Este es el hecho irrebatible: ciencia y cultura tienen la raíz común que destacó Levy-Strauss: la capacidad de simbolizar del hombre, pues al fin, esto hace cada palabra: representa, lo cual lleva implícita una dualidad, lo concreto y su abstracción. Entre ambos, el hombre tiende un puente con su intelecto.
Tanto el concepto de ciencia como el de cultura se han ido delimitando a lo largo de la historia, y acaso podría invertirse el planteamiento inicial y decir: sin cultura no hay ciencia. Para concluir, en vez de cerrar voy a abrir una puerta, pero una puerta hacia atrás, a la situación previa al planteamiento del tema que nos ocupa. Y ya que he empezado citando a Erwin Schrödinger lo haré también con unas palabras suyas. Su obra Ciencia y Humanismo[15] se inicia con el apartado “Influencia espiritual de la ciencia en la vida” y en él leemos: “Tendrán sin duda en la punta de la lengua la pregunta: entonces, ¿cuál es, para usted, el valor de la ciencia natural?” Y contesta un párrafo más abajo: “[…] averiguar lo más posible. Esto es la ciencia, aprendizaje, saber; esa es la verdadera fuente de todo esfuerzo espiritual del hombre. […] ¿No será ése el fin para el que estamos aquí?”
Yo no creo que estemos aquí con ningún fin, pero suscribo el agustiniano “nos, interrogantes”, y –ya sea movido por la ciencia o por la cultura- celebro ese impulso humano que nos hace dar siempre un paso más.
Universidad de Córdoba, 23 de noviembre de 2017
Referencias:
[1] Mi concepción del mundo, Tusquets, 1985, p.21.
[2] Cit. por J.L.Villacañas en una conferencia: Ortega en América, accesible en Youtube.
[3] “Cultura y desarrollo”, R. de Occidente nº 335, abril 2009 (pp.9-20).
[4] La sabiduría del bosque. Antología de las principales Upanishadss. Edición y traducción de Félix G.Hárraz y Óscar Pujol. Trotta, 2003, p.229.
[5] Diálogos, Austral, Espasa Calpe, Madrid, 1994, p. 188.
[6] Presocráticos, I, Gredos, p.439.
[7] Scritti scelti, Giunti, Firenze, 2006.
[8] Galileo, ed. V. Navarro Brotons, Ed. Península, 1991, p.87.
[9] Nous, la particule et le monde, Éditions du Rocher, 2002, Monaco, pp.133-134.
[10] Ibid., pp.134-135.
[11] Carta a Besso, 20.III.1952, Albert Einstein.
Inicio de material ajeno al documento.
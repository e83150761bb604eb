use std::sync::Arc;
use tracing::info;

use crate::{
    api::handler::AppState,
    blockchain::{EthRpcClient, LedgerGateway},
    config::Config,
    error::AppResult,
    ledger::{PgStore, TransactionStore},
    reconciliation::{
        BalanceReconciler, HeightCursor, Reconciler, ReconcilerConfig, Registry, Submitter,
    },
};

/// Everything `main` needs to run the service
pub struct Application {
    pub state: AppState,
    pub reconciler: Arc<Reconciler>,
    pub store: Arc<PgStore>,
}

pub async fn initialize_app(config: &Config) -> AppResult<Application> {
    info!("Initializing application components ...");

    let store = Arc::new(PgStore::connect(&config.storage).await?);
    let gateway: Arc<dyn LedgerGateway> = Arc::new(EthRpcClient::new(&config.blockchain)?);
    info!("✅ Ledger client ready for {}", config.blockchain.rpc_url);

    let dyn_store: Arc<dyn TransactionStore> = store.clone();
    let registry = Arc::new(Registry::new());
    let cursor = Arc::new(HeightCursor::default());
    let balances = Arc::new(BalanceReconciler::new(gateway.clone(), dyn_store.clone()));

    let reconciler = Arc::new(Reconciler::new(
        ReconcilerConfig::from_config(config),
        gateway.clone(),
        dyn_store.clone(),
        registry.clone(),
        cursor.clone(),
        balances.clone(),
    ));

    // Serving starts only with a valid cursor and the pending set loaded
    reconciler.initialize().await?;

    let submitter = Arc::new(Submitter::new(
        gateway,
        dyn_store.clone(),
        registry.clone(),
        balances,
        config.confirmation.reconcile_balances_on_submit,
    ));

    let state = AppState {
        store: dyn_store,
        registry,
        cursor,
        submitter,
        confirmation: config.confirmation.clone(),
    };

    info!("✓ Application components initialized");
    Ok(Application {
        state,
        reconciler,
        store,
    })
}
use parking_lot::RwLock;
use std::collections::HashMap;
use std::sync::Arc;

use crate::blockchain::Transaction;

/// Pending transactions under reconciliation, keyed by hash.
///
/// Only pending transactions are admitted; the sweep removes an entry as
/// soon as its transaction reaches a terminal status.
#[derive(Default)]
pub struct Registry {
    transactions: RwLock<HashMap<String, Arc<Transaction>>>,
}

impl Registry {
    pub fn new() -> Self {
        Self::default()
    }

    /// Track `transaction`. Returns false for terminal transactions, which
    /// are never admitted.
    pub fn insert(&self, transaction: Arc<Transaction>) -> bool {
        if transaction.status().is_terminal() {
            return false;
        }
        self.transactions
            .write()
            .insert(transaction.hash(), transaction);
        true
    }

    /// Track every pending transaction of `transactions`, returning how many were admitted
    pub fn extend<I>(&self, transactions: I) -> usize
    where
        I: IntoIterator<Item = Arc<Transaction>>,
    {
        let mut map = self.transactions.write();
        let mut admitted = 0;
        for transaction in transactions {
            if transaction.status().is_terminal() {
                continue;
            }
            map.insert(transaction.hash(), transaction);
            admitted += 1;
        }
        admitted
    }

    pub fn remove(&self, hash: &str) -> Option<Arc<Transaction>> {
        self.transactions.write().remove(hash)
    }

    #[cfg(test)]
    pub fn get(&self, hash: &str) -> Option<Arc<Transaction>> {
        self.transactions.read().get(hash).cloned()
    }

    #[cfg(test)]
    pub fn contains(&self, hash: &str) -> bool {
        self.transactions.read().contains_key(hash)
    }

    pub fn len(&self) -> usize {
        self.transactions.read().len()
    }

    pub fn is_empty(&self) -> bool {
        self.transactions.read().is_empty()
    }

    /// Copy of the current entries. Iterating the copy never holds the lock,
    /// so submissions can keep registering while a sweep is running.
    pub fn snapshot(&self) -> Vec<(String, Arc<Transaction>)> {
        self.transactions
            .read()
            .iter()
            .map(|(hash, tx)| (hash.clone(), tx.clone()))
            .collect()
    }
}
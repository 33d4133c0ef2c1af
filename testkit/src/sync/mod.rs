//! Poll-based synchronization with background server processes.
//!
//! Waits in this module deliberately carry no timeout: in a test environment
//! the awaited condition is expected within a bounded, short time, and the
//! test framework's overall timeout is the only cancellation mechanism.

mod catchup;
mod stopevents;

pub use catchup::{CATCHUP_POLL_INTERVAL, wait_catchup};
pub use stopevents::{
    STOPEVENT_POLL_INTERVAL, wait_for_bgwriter_stopevent, wait_for_checkpointer_stopevent,
    wait_for_stopevent,
};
Correspondencia con Michele Besso, Tusquets, 1994,p.406.
[12] Carta a Besso 5.I.1924, Ibid., p.215.
[13] Accesible en Youtube.
[14] Ediciones la isla/Buenos Aires, 1959, p.88.
[15] Tusquets, 1998, p. 14 y 15.
Nota de i+Descubre: Este texto, inédito, lo preparó Clara Janés para su lectura en la mesa redonda ‘Sin Ciencia no hay Cultura’, incluida en el VI Congreso Nacional de Comunicación Social de la Ciencia (Córdoba, 23-25 de noviembre de 2017, https://www.uco.es/ccsc2017/index.php/programa). Durante el desarrollo de la mesa apenas citó algunos párrafos del texto, por lo que desde iDescubre la invitamos a publicarlo íntegro en nuestra revista. Clara Janés nos regaló este artículo que hoy ofrecemos a nuestros lectores.